▶ **Goal of the exercise**
Tally the lines of these entries that include "InterestRecommendations"; respond with only that tally.

(Dataset items)
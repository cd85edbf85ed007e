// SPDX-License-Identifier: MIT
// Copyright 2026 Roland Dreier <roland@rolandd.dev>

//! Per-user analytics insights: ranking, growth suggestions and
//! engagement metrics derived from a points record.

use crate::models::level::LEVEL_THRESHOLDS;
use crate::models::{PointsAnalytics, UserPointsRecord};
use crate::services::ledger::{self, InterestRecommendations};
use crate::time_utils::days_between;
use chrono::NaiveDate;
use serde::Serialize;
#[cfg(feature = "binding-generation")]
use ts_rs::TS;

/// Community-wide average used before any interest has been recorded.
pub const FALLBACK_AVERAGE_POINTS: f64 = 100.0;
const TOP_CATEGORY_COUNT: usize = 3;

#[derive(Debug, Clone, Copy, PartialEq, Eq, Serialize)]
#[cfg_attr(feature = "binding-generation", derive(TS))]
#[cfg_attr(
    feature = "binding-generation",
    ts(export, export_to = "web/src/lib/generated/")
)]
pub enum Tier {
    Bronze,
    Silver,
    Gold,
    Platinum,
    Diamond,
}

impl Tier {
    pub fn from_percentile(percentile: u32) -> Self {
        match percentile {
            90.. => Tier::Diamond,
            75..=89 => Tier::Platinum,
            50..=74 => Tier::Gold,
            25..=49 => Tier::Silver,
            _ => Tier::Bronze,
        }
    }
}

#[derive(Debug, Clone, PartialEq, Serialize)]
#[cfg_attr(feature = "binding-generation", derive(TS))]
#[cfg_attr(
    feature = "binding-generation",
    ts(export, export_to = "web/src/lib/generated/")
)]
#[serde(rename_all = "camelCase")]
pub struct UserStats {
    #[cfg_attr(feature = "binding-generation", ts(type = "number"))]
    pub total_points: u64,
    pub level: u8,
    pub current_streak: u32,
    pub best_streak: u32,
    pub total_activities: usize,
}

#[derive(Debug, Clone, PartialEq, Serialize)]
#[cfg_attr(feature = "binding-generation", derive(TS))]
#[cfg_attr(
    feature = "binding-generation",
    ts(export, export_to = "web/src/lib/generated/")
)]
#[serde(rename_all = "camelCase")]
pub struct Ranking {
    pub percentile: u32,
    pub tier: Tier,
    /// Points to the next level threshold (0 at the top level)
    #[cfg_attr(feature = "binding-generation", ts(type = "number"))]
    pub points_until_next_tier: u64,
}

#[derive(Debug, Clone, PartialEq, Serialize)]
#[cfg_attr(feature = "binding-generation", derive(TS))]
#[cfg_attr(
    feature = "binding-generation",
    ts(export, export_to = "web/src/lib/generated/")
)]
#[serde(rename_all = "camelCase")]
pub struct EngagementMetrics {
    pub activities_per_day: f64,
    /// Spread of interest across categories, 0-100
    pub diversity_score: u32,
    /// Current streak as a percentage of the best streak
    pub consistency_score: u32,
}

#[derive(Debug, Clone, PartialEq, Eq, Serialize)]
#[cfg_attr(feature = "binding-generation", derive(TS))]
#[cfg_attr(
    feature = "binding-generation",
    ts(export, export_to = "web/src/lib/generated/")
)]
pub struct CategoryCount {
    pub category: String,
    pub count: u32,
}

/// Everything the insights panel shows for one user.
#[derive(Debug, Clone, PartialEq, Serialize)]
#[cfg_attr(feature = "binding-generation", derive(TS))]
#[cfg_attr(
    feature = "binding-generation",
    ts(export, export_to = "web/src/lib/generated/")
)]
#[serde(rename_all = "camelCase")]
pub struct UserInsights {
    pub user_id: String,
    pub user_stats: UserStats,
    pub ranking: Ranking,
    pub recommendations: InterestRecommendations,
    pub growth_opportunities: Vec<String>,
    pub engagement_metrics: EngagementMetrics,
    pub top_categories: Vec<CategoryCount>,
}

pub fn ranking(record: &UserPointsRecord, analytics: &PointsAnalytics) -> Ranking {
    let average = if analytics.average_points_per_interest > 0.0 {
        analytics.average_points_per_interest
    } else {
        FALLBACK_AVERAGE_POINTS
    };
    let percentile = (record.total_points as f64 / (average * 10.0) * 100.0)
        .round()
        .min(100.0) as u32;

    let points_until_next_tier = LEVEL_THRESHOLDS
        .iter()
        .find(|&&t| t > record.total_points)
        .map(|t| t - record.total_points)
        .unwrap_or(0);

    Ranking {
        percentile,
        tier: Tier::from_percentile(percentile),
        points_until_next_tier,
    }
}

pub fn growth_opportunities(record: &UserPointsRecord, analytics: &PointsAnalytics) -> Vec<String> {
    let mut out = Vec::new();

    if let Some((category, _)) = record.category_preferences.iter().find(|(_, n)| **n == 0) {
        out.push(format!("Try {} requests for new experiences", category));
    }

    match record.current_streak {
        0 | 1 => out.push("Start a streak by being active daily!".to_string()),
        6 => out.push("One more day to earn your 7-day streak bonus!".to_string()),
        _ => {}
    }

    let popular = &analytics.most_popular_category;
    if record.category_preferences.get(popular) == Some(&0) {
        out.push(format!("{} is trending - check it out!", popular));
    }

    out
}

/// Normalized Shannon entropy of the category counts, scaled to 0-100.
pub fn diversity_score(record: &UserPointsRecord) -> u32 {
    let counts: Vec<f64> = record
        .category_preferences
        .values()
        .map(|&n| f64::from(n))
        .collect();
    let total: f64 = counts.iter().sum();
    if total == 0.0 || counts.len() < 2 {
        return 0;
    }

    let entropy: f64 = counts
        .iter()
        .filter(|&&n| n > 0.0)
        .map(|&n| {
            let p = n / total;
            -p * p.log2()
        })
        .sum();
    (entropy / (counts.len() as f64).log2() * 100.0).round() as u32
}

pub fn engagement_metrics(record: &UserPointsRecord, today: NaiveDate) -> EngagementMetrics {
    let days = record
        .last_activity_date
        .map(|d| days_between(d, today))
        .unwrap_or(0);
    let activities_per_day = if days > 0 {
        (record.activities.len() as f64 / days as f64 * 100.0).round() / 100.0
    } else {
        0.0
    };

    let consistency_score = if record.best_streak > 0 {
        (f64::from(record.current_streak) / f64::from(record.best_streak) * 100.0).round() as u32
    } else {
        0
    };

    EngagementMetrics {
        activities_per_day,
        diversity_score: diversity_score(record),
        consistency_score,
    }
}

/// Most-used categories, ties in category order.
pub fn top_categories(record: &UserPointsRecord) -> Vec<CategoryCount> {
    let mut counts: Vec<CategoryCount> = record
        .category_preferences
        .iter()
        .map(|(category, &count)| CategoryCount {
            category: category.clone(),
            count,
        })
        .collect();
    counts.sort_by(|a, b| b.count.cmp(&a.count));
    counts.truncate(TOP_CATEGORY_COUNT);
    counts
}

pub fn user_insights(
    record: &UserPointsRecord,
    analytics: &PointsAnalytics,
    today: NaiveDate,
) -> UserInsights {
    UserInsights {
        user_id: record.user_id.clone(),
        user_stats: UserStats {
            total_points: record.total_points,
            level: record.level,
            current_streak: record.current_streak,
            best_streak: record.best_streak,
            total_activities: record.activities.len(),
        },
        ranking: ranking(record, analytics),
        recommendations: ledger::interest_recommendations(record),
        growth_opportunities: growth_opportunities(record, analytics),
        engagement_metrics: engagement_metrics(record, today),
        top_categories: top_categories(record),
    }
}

▶ **Solved exercise**
2